Read the data, and whenever a line holds the word "Serialize", report that line.
═══ Recorded information ═══
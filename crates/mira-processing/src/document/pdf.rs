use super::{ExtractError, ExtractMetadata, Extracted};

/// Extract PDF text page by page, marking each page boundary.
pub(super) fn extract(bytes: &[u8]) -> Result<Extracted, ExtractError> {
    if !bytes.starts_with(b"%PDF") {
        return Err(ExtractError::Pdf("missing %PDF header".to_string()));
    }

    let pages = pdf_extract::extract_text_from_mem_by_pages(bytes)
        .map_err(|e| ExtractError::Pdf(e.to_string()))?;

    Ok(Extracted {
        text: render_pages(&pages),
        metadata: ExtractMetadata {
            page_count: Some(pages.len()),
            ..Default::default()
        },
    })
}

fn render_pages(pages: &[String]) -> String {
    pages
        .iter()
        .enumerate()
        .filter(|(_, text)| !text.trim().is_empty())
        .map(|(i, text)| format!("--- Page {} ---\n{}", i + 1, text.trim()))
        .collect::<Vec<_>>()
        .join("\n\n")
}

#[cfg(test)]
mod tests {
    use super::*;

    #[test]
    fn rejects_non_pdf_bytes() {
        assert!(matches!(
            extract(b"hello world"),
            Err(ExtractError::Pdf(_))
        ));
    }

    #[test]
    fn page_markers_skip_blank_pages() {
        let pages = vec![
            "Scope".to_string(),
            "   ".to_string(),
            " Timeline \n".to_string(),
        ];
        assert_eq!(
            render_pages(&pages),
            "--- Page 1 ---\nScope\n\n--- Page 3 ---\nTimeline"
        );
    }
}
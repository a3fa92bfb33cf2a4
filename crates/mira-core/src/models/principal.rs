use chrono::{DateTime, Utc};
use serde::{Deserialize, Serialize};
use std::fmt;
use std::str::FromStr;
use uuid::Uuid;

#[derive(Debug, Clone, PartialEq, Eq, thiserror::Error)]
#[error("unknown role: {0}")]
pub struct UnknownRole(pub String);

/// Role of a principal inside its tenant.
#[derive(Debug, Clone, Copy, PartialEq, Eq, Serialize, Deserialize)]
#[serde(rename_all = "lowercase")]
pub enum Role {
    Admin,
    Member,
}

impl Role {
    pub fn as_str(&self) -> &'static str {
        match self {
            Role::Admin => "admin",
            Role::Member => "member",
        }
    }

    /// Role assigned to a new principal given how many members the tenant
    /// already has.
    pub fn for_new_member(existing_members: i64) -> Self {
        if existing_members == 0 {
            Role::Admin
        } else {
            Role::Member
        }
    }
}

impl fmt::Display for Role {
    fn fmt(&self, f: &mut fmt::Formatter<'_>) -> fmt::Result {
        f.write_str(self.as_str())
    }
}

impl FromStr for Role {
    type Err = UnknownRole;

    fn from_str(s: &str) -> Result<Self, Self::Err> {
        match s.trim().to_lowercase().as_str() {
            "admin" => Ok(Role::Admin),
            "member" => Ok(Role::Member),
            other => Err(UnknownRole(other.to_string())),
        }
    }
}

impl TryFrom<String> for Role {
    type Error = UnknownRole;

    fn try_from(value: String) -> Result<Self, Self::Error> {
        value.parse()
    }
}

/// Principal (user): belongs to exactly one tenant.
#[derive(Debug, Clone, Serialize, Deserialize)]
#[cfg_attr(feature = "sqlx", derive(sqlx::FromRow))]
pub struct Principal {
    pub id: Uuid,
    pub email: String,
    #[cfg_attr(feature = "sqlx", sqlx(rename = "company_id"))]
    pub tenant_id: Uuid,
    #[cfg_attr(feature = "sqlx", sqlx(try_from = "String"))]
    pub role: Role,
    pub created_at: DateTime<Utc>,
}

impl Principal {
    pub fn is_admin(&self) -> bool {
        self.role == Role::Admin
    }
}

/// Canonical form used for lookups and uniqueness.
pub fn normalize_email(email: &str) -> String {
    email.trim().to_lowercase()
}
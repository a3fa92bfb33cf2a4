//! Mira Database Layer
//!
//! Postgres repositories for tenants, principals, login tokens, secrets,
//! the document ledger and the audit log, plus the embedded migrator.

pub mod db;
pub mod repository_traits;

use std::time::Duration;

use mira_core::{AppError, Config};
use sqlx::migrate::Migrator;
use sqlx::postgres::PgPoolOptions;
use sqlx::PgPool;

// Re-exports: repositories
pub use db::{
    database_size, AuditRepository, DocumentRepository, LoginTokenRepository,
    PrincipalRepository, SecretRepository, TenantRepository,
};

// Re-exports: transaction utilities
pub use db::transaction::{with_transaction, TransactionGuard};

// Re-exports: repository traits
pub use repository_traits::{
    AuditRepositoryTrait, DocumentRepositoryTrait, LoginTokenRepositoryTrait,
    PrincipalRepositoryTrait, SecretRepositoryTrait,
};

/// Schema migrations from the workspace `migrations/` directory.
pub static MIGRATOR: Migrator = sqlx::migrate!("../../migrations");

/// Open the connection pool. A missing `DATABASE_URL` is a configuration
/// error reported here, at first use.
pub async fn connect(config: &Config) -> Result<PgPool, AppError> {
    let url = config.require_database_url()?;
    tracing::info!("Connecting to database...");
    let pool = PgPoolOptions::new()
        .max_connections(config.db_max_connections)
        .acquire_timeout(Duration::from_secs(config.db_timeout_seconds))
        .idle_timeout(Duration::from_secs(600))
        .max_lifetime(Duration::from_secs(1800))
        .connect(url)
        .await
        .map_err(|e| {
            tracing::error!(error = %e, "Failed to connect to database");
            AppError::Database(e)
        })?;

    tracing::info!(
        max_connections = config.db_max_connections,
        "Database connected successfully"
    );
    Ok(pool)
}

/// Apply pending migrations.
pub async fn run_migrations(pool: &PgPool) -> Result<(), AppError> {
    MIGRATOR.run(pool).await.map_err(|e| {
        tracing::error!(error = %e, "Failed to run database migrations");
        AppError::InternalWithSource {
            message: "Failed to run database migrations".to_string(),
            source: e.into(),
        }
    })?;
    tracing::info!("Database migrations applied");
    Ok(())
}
═══
▸ **Completed task**
use serde::{Deserialize, Serialize};
#[derive(Debug, Clone, Copy, PartialEq, Eq, Serialize, Deserialize)]
#[derive(Debug, Clone, Serialize, Deserialize)]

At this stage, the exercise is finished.